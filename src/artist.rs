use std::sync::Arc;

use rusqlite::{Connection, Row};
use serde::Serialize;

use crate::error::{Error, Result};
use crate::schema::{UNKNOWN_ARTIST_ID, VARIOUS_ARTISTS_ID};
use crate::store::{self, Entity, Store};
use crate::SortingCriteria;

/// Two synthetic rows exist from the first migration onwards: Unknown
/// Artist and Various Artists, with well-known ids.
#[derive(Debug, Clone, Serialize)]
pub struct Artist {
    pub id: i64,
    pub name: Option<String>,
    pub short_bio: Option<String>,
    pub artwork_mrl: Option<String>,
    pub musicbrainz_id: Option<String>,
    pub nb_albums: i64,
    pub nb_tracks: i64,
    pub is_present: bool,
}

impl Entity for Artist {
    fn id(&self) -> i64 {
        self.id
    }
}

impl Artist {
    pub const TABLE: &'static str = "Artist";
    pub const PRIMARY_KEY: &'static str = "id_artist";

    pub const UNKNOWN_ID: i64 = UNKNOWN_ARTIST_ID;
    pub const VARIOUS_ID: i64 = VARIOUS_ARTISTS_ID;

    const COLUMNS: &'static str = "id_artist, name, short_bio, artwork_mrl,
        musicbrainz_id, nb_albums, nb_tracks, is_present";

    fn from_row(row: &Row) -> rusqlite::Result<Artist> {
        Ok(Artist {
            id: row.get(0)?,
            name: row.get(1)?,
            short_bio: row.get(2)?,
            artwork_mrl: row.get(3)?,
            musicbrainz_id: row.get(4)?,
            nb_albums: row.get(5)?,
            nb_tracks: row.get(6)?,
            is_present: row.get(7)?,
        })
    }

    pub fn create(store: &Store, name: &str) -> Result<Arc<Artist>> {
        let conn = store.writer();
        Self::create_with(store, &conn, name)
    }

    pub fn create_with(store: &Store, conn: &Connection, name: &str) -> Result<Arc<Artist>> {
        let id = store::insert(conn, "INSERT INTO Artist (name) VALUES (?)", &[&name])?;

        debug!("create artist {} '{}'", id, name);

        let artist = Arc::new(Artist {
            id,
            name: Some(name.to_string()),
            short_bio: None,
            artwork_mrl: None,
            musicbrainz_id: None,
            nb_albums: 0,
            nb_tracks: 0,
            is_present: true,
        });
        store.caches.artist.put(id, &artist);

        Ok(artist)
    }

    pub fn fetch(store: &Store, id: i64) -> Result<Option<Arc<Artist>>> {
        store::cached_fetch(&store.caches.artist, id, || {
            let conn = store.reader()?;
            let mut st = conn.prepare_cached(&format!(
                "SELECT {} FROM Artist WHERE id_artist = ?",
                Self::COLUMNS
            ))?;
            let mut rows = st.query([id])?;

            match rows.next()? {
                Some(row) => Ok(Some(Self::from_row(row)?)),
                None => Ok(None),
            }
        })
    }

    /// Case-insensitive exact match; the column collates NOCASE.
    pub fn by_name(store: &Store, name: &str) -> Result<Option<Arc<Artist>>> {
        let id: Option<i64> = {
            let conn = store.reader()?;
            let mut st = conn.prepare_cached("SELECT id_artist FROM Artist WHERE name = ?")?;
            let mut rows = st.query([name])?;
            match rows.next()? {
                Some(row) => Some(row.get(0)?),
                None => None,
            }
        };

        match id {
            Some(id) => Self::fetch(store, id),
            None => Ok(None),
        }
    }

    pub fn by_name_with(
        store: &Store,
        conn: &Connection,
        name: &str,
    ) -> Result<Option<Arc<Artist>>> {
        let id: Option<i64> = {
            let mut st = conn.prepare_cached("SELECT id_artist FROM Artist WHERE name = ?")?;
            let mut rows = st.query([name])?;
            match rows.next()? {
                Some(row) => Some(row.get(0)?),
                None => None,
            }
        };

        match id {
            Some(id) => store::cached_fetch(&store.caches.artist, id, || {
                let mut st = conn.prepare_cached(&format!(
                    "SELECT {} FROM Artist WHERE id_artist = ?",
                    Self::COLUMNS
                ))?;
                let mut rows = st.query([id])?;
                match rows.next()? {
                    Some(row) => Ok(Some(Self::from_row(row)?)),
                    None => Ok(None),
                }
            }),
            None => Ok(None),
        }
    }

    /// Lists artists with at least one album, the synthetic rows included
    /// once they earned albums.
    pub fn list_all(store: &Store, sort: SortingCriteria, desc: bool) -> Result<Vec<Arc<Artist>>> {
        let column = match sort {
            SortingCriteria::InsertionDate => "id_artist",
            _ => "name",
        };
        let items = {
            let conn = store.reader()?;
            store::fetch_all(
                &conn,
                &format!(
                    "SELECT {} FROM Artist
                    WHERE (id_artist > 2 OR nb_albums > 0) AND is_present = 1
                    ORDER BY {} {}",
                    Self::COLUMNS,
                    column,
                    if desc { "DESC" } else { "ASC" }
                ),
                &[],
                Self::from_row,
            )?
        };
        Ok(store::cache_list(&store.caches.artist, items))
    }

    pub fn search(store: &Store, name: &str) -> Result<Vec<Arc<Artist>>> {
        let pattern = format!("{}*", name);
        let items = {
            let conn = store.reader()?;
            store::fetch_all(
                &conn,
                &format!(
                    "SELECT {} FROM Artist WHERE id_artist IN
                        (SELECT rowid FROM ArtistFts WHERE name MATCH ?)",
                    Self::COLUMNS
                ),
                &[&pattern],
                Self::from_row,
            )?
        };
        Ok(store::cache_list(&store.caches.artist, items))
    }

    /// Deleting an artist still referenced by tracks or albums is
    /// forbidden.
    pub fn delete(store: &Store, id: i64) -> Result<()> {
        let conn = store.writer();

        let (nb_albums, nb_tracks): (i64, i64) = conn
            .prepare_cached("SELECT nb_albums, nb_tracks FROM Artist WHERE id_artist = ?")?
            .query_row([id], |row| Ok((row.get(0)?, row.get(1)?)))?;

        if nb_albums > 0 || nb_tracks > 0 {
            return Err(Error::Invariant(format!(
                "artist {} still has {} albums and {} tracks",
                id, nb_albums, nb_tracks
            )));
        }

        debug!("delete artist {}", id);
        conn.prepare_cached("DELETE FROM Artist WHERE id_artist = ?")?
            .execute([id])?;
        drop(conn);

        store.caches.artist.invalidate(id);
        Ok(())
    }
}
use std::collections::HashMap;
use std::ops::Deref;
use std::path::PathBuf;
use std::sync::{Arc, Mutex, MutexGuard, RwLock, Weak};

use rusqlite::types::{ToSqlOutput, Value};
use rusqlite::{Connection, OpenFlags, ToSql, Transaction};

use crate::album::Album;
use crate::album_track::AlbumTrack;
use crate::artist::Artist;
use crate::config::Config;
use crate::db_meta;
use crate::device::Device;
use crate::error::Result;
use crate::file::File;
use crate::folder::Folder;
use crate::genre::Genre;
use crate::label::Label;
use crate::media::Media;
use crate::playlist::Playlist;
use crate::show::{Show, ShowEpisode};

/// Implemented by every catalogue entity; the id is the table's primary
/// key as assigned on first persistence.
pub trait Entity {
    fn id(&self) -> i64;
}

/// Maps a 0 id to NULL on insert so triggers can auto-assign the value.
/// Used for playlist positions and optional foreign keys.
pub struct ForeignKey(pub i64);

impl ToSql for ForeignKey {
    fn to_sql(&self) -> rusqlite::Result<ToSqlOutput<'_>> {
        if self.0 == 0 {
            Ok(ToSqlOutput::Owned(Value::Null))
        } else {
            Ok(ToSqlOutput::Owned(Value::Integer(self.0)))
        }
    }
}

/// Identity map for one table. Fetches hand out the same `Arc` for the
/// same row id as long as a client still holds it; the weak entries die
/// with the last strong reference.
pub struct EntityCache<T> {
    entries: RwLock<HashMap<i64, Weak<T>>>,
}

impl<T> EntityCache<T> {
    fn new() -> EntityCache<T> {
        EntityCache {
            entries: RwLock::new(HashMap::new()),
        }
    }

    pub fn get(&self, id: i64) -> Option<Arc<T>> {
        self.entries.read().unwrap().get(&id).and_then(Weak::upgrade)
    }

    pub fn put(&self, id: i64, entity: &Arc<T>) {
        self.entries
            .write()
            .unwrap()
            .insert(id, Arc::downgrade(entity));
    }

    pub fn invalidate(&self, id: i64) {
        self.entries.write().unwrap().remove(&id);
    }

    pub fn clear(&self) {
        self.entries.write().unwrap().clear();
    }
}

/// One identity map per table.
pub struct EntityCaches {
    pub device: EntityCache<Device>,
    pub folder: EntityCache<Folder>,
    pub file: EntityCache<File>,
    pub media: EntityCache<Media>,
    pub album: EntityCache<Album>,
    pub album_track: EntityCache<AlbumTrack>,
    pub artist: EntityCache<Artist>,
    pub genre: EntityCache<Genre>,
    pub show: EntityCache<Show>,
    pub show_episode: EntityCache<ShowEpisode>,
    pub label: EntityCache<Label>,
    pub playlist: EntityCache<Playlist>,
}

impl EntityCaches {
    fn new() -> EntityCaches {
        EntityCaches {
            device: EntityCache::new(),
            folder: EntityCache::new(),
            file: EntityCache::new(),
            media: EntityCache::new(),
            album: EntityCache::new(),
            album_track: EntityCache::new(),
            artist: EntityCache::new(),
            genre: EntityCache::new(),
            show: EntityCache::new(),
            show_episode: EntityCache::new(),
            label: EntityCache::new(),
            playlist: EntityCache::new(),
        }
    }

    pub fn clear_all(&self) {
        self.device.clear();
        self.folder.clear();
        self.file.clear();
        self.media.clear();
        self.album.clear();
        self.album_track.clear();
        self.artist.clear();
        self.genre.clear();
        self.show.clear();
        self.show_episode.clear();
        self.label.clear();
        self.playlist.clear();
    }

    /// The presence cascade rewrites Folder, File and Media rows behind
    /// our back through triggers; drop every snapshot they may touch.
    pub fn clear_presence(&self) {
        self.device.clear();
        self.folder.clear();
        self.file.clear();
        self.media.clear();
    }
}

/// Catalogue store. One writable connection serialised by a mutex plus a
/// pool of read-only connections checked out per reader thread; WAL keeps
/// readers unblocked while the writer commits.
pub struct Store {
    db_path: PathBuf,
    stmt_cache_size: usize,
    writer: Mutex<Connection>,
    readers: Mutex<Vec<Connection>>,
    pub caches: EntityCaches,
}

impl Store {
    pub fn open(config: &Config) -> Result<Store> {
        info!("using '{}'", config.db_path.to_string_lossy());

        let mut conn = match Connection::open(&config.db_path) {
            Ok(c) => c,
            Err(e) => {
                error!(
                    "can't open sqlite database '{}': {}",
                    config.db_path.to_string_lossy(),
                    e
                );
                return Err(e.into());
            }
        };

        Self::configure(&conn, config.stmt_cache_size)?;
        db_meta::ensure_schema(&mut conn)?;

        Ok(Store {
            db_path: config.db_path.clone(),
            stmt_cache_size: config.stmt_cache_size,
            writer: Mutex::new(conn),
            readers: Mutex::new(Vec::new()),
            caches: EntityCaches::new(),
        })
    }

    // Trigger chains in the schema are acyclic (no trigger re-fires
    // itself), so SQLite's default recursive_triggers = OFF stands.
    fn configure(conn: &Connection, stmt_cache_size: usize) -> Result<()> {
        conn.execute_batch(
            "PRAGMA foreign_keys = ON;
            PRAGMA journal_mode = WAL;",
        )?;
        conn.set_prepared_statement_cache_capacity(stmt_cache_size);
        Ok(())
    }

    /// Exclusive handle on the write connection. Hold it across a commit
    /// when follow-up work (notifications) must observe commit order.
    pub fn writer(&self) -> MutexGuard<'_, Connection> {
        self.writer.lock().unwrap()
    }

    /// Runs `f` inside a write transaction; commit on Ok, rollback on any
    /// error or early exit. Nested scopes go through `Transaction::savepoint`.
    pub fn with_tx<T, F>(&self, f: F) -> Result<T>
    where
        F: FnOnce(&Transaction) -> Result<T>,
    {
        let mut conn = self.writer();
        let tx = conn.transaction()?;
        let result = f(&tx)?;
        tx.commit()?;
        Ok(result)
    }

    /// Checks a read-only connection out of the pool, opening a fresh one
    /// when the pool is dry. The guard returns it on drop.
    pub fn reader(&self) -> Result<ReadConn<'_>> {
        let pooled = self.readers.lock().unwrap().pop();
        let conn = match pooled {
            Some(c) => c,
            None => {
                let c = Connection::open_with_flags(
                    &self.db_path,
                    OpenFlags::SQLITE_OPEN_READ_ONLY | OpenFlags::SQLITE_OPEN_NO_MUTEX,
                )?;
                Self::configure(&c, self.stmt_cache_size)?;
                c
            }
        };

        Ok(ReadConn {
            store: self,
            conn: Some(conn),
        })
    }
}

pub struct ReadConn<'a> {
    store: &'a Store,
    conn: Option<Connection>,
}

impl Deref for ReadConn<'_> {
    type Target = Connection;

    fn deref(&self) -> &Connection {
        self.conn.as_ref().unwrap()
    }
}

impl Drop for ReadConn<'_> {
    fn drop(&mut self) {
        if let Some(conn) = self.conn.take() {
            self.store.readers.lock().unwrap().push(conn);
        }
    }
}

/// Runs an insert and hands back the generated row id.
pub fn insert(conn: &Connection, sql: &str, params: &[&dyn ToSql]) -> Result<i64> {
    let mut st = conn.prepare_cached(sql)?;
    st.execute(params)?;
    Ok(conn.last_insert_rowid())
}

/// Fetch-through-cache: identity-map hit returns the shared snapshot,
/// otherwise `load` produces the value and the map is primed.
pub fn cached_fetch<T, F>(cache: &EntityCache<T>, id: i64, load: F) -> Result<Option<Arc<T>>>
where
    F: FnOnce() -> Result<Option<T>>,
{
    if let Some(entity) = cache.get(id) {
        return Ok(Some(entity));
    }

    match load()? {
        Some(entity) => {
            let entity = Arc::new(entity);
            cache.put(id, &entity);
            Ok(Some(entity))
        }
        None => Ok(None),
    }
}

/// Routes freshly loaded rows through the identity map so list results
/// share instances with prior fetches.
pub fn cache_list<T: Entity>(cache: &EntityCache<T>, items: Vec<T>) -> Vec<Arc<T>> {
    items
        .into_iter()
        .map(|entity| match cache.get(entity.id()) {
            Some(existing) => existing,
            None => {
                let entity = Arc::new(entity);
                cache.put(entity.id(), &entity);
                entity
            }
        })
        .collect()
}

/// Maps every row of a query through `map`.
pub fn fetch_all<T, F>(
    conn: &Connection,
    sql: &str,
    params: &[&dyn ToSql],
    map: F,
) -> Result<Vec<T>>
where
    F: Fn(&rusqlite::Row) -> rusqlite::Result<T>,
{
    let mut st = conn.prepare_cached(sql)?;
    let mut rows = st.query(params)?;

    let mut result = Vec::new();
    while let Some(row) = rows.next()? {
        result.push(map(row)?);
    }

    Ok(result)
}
........
About this task: Among the entries above, how many lines include the word "PRAGMA"? Reply with the number only.

Response to this exercise: 2